The Fighter looks to fall in line with True Grit - clear goals, high stakes, high emotions, rich sympathetic characters. I mean, you can get all that from the previews! And I think Winter’s Bone is probably in that category as well, from what I can see.
I do wish I’d seen all the films. And obviously, you can tell I have a bias toward strong story telling rather than a film relying on hype, horror or technology.
I can absolutely see how those first three films would have made it into the running. And I’m not going to make a wager as to who will win (please not any of those three pleasepleaseplease) because I think it will probably be one of those three just because the Academy seems to be pandering a bit this year with its choices.

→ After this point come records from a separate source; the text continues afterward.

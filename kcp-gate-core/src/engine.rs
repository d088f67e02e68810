//! Synchronous KCP ARQ state machine
//!
//! The engine never touches a socket or a clock. Callers feed it inbound
//! datagrams with [`KcpEngine::input`], drive it with
//! [`KcpEngine::update`] using their own millisecond clock, and collect
//! outbound datagrams with [`KcpEngine::drain_output`].

use crate::buffer::ByteBuffer;
use crate::config::{KcpCoreConfig, NodeDelayConfig};
use crate::error::{KcpCoreError, KcpCoreResult, Violation};
use crate::protocol::*;
use crate::segment::{Segment, SegmentPool};

use bytes::{Bytes, BytesMut};
use std::collections::VecDeque;
use tracing::{debug, trace};

/// RTT calculation state
#[derive(Debug)]
struct RttState {
    srtt: u32,    // Smoothed RTT
    rttval: u32,  // RTT variance
    rto: u32,     // Retransmission timeout
    min_rto: u32, // Minimum RTO
}

/// Window control state
#[derive(Debug)]
struct WindowState {
    snd: u32,      // Send window size
    rcv: u32,      // Receive window size
    rmt: u32,      // Remote window size
    cwnd: u32,     // Congestion window
    ssthresh: u32, // Slow start threshold
    incr: u32,     // Bytes acked towards the next cwnd step
}

/// Probe state for window probing
#[derive(Debug, Default)]
struct ProbeState {
    flags: u32,
    wait: u32,
    ts: Timestamp,
}

/// Datagram assembly: frames are packed until the next one would exceed
/// the MTU, every datagram starting with `reserved` zero bytes.
#[derive(Debug)]
struct Outbox {
    buf: ByteBuffer,
    datagrams: VecDeque<Bytes>,
    mtu: usize,
    reserved: usize,
    sent: u64,
}

impl Outbox {
    fn new(mtu: usize, reserved: usize) -> Self {
        let mut buf = ByteBuffer::with_capacity(mtu);
        buf.skip(reserved);
        Self {
            buf,
            datagrams: VecDeque::new(),
            mtu,
            reserved,
            sent: 0,
        }
    }

    /// Emit the pending datagram if `space` more bytes would overflow it.
    fn make_space(&mut self, space: usize) {
        if self.buf.len() + space > self.mtu {
            self.emit();
        }
    }

    fn emit(&mut self) {
        if self.buf.len() > self.reserved {
            self.datagrams.push_back(self.buf.take());
            self.sent += 1;
            self.buf.ensure_capacity(self.mtu);
            self.buf.skip(self.reserved);
        }
    }

    fn write_header(&mut self, header: &SegmentHeader) {
        self.make_space(SegmentHeader::SIZE);
        header.encode(&mut self.buf);
    }

    fn write_segment(&mut self, seg: &Segment) {
        self.make_space(seg.size());
        seg.encode(&mut self.buf);
    }
}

For me, I want to walk away from a movie feeling good, feeling excited, feeling positive. What’s the point in spending 50 dollars on tickets and snacks to sit in mostly uncomfortable chairs for 3 hours, getting a bladder infection from holding your pee in, if you’re going to leave feeling let down, confused, uncomfortable, horrified, creeped out and/or angry? If I wanted some sort of weird experience like that, I’d go to a video art install or watch some obscure Fellini.
As Joseph Turner White, played by Phillip Seymour Hoffman, said in the film State and Main,
The movies…they should be socially uplifting.
*I’m available to write the logline for your next film and my rate is very reasonable.